> [Exercise goal]:
Word for word, please restate the lines from the beginning of the data through the line in which "image cannot be allocated" appears.

> [Given records]:
pub mod args;
//! PNG decoding into planar buffers and encoding back to 8-bit RGB or RGBA

use crate::io::error::{Result, TileError, unsupported_image};
use crate::raster::Image;
use image::{DynamicImage, ImageBuffer, ImageFormat, Pixel, Rgb, Rgba};
use std::path::Path;

/// Load a PNG as a planar image normalised to `[0, 1]`
///
/// Files with an alpha channel produce depth 4, everything else depth 3.
///
/// # Errors
///
/// Returns an error if:
/// - The file at the given path cannot be opened or decoded
/// - The buffer for the decoded image cannot be allocated
pub fn load_png<P: AsRef<Path>>(path: P) -> Result<Image> {
    let path_buf = path.as_ref().to_path_buf();
    let decoded = image::open(&path_buf).map_err(|e| TileError::ImageLoad {
        path: path_buf,
        source: e,
    })?;
    from_dynamic(&decoded)
}

/// Convert a decoded image into planar form
///
/// # Errors
///
/// Returns an error if the image is empty or cannot be allocated
pub fn from_dynamic(decoded: &DynamicImage) -> Result<Image> {
    if decoded.color().has_alpha() {
        planar_from_pixels(&decoded.to_rgba8())
    } else {
        planar_from_pixels(&decoded.to_rgb8())
    }
}

fn planar_from_pixels<P>(pixels: &ImageBuffer<P, Vec<u8>>) -> Result<Image>
where
    P: Pixel<Subpixel = u8>,
{
    let (width, height) = pixels.dimensions();
    let depth = usize::from(P::CHANNEL_COUNT);

    Image::from_fn(height as usize, width as usize, depth, |z, y, x| {
        pixels
            .get_pixel_checked(x as u32, y as u32)
            .and_then(|pixel| pixel.channels().get(z).copied())
            .map_or(0.0, |value| f32::from(value) / 255.0)
    })
}

/// Convert a planar image into an 8-bit image
///
/// Depth 3 becomes RGB; depth 4 or more becomes RGBA from the first four planes.
/// Values are scaled by 255 and truncated, saturating outside `[0, 255]`.
///
/// # Errors
///
/// Returns an error if the image has fewer than three planes or its dimensions
/// exceed the codec's limits
pub fn to_dynamic(img: &Image) -> Result<DynamicImage> {
    let width = u32::try_from(img.width()).map_err(|e| unsupported_image(&e))?;
    let height = u32::try_from(img.height()).map_err(|e| unsupported_image(&e))?;

    let quantize = |z: usize, x: u32, y: u32| -> u8 {
        let value = img.get(z, y as usize, x as usize).unwrap_or(0.0);
        (255.0 * value) as u8
    };

    match img.depth() {
        0..=2 => Err(unsupported_image(&format!(
            "{} channels, expected RGB or RGBA",
            img.depth()
        ))),
        3 => Ok(DynamicImage::ImageRgb8(ImageBuffer::from_fn(
            width,
            height,
            |x, y| Rgb([quantize(0, x, y), quantize(1, x, y), quantize(2, x, y)]),
        ))),
        _ => Ok(DynamicImage::ImageRgba8(ImageBuffer::from_fn(
            width,
            height,
            |x, y| {
                Rgba([
                    quantize(0, x, y),
                    quantize(1, x, y),
                    quantize(2, x, y),
                    quantize(3, x, y),
                ])
            },
        ))),
    }
}

/// Save a planar image as PNG, creating parent directories as needed
///
/// # Errors
///
/// Returns an error if:
/// - The image cannot be represented as RGB or RGBA
/// - The parent directory cannot be created
/// - The image cannot be saved to the specified path
pub fn save_png<P: AsRef<Path>>(img: &Image, path: P) -> Result<()> {
    let path = path.as_ref();
    let encoded = to_dynamic(img)?;

    if let Some(parent) = path.parent().filter(|p| !p.as_os_str().is_empty()) {
        std::fs::create_dir_all(parent).map_err(|e| TileError::FileSystem {
            path: parent.to_path_buf(),
            operation: "create directory",
            source: e,
        })?;
    }

    encoded
        .save_with_format(path, ImageFormat::Png)
        .map_err(|e| TileError::ImageExport {
            path: path.to_path_buf(),
            source: e,
        })
}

> [Answer to this problem]:
pub mod args;
//! PNG decoding into planar buffers and encoding back to 8-bit RGB or RGBA

use crate::io::error::{Result, TileError, unsupported_image};
use crate::raster::Image;
use image::{DynamicImage, ImageBuffer, ImageFormat, Pixel, Rgb, Rgba};
use std::path::Path;

/// Load a PNG as a planar image normalised to `[0, 1]`
///
/// Files with an alpha channel produce depth 4, everything else depth 3.
///
/// # Errors
///
/// Returns an error if:
/// - The file at the given path cannot be opened or decoded
/// - The buffer for the decoded image cannot be allocated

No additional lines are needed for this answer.